[Collected data]
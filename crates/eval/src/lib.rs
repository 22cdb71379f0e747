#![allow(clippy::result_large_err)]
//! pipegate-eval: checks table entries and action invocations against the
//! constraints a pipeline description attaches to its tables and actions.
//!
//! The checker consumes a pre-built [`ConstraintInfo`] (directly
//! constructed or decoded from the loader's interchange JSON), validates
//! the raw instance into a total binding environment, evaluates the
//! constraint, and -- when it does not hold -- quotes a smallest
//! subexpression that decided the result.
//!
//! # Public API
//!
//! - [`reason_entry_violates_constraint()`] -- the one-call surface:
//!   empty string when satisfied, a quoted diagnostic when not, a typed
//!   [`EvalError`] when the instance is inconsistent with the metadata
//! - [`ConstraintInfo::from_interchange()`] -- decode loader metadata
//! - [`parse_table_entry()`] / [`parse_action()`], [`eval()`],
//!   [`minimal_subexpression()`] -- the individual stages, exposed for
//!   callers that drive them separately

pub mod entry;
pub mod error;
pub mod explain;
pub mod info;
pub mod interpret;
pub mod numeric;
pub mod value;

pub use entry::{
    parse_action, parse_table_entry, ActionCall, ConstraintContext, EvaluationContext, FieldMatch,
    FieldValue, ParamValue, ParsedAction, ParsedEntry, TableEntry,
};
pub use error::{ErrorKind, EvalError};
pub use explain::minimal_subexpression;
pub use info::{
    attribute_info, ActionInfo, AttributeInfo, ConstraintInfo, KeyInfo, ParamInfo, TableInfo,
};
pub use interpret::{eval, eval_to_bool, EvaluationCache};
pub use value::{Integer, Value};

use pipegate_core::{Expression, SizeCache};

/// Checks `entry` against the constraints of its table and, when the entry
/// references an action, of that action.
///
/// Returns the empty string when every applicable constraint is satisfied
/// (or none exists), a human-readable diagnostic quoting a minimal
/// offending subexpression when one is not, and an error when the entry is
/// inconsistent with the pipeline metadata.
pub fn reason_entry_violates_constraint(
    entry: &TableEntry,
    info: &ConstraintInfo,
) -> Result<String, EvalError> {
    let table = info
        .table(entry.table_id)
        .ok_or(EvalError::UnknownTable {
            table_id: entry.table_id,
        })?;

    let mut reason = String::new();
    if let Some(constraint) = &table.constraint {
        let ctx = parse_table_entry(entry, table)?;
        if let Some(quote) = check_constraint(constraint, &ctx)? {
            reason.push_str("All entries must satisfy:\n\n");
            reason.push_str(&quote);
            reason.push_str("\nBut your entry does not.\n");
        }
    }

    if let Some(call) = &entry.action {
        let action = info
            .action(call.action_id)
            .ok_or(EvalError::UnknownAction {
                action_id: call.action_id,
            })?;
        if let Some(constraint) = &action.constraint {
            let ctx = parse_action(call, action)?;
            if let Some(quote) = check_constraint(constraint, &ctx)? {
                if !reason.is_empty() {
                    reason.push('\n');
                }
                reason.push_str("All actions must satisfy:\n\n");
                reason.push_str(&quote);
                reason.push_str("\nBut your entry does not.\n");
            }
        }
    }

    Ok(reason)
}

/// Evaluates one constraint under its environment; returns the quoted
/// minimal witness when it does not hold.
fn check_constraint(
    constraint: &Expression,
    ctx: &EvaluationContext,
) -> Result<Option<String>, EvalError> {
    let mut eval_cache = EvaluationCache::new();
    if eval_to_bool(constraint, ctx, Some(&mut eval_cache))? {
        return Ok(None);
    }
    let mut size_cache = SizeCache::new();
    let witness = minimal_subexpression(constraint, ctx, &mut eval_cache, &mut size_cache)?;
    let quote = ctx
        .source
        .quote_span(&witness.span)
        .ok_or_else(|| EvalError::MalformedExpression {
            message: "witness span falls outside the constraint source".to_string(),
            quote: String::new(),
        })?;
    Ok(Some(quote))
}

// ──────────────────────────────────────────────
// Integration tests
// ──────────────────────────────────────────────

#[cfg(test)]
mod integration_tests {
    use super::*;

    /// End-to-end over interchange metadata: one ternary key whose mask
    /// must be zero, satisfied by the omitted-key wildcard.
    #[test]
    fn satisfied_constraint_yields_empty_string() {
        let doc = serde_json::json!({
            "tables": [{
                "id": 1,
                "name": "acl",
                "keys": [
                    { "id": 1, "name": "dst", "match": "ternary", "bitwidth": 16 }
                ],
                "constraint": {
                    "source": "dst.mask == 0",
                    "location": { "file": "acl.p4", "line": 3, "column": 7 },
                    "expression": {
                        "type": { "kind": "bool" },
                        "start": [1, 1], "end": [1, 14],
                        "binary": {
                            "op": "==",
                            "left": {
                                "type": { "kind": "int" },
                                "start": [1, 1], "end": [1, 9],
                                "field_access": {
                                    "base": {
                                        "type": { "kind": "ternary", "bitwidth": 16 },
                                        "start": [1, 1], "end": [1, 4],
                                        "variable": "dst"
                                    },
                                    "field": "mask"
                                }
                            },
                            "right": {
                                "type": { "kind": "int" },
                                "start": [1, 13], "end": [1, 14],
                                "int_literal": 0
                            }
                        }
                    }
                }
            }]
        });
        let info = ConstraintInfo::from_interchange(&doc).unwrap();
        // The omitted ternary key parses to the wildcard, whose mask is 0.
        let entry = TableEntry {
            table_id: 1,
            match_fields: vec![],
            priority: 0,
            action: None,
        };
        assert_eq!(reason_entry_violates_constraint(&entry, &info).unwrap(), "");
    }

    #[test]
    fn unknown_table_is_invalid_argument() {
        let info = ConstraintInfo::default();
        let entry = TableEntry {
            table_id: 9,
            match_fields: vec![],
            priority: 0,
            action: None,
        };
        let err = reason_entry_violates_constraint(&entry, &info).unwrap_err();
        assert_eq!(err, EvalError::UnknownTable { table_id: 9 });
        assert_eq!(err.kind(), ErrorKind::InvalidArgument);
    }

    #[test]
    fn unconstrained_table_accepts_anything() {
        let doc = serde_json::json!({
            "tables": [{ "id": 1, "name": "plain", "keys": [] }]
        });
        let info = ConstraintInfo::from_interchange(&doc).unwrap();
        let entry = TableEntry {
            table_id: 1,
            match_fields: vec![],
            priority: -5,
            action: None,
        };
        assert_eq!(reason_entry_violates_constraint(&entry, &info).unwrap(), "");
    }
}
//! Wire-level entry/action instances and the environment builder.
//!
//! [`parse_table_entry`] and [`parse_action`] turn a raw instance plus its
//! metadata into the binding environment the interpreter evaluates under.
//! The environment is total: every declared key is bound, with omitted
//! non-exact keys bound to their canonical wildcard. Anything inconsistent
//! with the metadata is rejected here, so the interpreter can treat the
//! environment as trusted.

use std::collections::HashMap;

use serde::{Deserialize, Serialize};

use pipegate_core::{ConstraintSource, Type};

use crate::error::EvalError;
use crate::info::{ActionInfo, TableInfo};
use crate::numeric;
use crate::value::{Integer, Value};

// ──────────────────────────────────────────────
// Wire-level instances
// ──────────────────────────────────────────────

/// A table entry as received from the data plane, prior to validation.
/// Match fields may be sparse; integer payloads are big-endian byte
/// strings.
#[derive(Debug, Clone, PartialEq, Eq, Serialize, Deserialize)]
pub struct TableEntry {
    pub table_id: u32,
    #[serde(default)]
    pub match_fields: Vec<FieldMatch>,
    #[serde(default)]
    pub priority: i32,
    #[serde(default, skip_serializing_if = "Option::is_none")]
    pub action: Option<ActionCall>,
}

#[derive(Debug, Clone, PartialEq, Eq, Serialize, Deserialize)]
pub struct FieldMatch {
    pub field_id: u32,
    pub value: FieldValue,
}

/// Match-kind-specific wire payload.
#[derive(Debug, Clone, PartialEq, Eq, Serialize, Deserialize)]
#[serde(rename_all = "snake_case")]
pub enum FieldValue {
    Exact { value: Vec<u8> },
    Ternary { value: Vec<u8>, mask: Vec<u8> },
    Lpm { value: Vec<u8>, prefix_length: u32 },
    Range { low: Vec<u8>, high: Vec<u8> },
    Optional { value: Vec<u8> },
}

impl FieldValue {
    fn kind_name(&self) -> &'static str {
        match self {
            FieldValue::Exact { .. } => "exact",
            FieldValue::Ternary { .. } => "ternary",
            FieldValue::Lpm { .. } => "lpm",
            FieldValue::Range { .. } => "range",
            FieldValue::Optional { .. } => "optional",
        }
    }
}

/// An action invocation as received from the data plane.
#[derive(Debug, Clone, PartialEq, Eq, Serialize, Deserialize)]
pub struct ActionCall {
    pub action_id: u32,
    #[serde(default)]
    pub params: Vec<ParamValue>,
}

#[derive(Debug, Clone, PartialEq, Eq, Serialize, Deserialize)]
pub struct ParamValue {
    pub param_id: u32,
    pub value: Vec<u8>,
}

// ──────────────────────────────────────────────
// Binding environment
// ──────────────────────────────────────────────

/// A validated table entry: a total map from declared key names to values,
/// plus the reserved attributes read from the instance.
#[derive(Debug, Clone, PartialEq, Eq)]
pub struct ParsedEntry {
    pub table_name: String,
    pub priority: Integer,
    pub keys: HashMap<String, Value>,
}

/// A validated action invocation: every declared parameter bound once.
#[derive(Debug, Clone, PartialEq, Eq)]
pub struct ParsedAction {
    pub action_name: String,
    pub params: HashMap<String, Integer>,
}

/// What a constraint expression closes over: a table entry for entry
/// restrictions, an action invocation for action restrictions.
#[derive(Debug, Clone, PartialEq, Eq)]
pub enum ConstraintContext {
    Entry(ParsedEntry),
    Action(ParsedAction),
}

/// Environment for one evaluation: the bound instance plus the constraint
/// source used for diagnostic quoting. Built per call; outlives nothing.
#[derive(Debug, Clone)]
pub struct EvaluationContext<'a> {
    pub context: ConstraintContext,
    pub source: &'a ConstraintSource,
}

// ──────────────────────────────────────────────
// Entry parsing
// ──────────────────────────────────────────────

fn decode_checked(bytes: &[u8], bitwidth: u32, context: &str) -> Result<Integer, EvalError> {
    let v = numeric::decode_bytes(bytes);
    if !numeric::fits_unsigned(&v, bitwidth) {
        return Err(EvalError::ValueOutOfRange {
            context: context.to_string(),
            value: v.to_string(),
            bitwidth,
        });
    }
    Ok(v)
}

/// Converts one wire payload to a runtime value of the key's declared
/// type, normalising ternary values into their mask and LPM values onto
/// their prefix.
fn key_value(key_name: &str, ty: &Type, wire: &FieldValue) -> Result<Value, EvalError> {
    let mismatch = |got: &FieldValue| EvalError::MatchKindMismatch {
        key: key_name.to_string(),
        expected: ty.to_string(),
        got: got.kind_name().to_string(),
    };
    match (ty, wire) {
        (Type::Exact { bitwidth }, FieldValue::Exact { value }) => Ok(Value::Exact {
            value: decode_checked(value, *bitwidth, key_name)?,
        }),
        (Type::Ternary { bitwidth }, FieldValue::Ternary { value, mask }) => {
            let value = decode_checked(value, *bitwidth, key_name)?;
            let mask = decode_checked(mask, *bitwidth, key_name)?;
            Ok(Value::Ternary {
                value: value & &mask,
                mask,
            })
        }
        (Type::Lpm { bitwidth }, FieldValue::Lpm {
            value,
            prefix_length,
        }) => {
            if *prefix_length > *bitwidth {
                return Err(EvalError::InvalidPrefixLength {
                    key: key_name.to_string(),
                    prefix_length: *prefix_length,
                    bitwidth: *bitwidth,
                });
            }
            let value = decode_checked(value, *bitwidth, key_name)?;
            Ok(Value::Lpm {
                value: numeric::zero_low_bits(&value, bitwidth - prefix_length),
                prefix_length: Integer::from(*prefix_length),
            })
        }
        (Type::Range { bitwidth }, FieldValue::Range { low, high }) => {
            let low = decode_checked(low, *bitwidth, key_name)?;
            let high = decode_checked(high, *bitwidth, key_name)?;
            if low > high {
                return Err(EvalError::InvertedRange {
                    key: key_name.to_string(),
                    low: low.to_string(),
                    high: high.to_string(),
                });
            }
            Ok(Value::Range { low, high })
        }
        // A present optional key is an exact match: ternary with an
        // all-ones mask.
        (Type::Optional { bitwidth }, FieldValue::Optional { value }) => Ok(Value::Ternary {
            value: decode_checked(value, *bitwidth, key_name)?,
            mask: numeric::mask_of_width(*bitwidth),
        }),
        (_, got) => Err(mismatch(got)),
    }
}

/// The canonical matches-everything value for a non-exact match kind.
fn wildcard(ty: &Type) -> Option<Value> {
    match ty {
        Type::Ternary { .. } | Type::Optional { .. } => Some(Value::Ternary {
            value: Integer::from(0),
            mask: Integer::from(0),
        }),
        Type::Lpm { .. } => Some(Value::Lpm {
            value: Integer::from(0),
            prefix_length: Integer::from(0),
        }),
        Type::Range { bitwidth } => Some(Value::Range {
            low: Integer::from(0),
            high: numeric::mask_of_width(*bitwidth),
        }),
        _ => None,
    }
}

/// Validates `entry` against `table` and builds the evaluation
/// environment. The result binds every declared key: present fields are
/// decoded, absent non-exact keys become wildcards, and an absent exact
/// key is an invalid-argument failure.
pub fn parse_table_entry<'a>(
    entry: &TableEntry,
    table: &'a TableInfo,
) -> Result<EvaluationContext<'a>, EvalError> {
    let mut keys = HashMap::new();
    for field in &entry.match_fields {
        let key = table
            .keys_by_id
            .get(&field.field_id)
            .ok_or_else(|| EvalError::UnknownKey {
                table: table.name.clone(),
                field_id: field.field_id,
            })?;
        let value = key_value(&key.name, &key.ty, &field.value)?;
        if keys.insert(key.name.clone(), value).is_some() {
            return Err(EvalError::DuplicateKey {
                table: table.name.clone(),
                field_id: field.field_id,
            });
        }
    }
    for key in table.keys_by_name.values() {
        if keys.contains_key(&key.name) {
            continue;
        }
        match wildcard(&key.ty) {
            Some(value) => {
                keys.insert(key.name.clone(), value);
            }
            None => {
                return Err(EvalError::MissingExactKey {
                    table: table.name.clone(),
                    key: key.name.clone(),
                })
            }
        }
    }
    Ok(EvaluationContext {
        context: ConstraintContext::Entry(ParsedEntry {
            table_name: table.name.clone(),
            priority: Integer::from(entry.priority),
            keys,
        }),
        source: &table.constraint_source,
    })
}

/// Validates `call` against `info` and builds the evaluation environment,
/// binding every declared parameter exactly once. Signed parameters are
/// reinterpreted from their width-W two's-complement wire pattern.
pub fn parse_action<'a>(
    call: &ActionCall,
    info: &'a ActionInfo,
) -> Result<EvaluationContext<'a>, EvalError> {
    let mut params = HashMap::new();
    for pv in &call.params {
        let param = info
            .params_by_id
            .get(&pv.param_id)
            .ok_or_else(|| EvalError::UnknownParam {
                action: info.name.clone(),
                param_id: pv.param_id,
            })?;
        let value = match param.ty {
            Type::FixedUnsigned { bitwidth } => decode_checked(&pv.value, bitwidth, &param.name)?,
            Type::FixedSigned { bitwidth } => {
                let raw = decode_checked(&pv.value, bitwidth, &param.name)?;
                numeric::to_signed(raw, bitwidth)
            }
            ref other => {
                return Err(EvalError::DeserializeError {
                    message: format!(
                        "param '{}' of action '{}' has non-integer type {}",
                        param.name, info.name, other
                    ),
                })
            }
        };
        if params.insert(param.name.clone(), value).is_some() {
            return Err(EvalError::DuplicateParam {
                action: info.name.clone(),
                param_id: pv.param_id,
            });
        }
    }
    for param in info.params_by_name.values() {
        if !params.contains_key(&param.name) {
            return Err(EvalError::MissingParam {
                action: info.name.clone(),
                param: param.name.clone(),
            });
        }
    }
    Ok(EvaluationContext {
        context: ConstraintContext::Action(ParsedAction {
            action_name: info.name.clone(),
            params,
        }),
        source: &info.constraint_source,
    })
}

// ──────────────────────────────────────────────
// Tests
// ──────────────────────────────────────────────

• What is expected:
Some lines in the data above hold the string "ErrorKind". Find and copy each of them.

• Your solution:
pub use error::{ErrorKind, EvalError};
        assert_eq!(err.kind(), ErrorKind::InvalidArgument);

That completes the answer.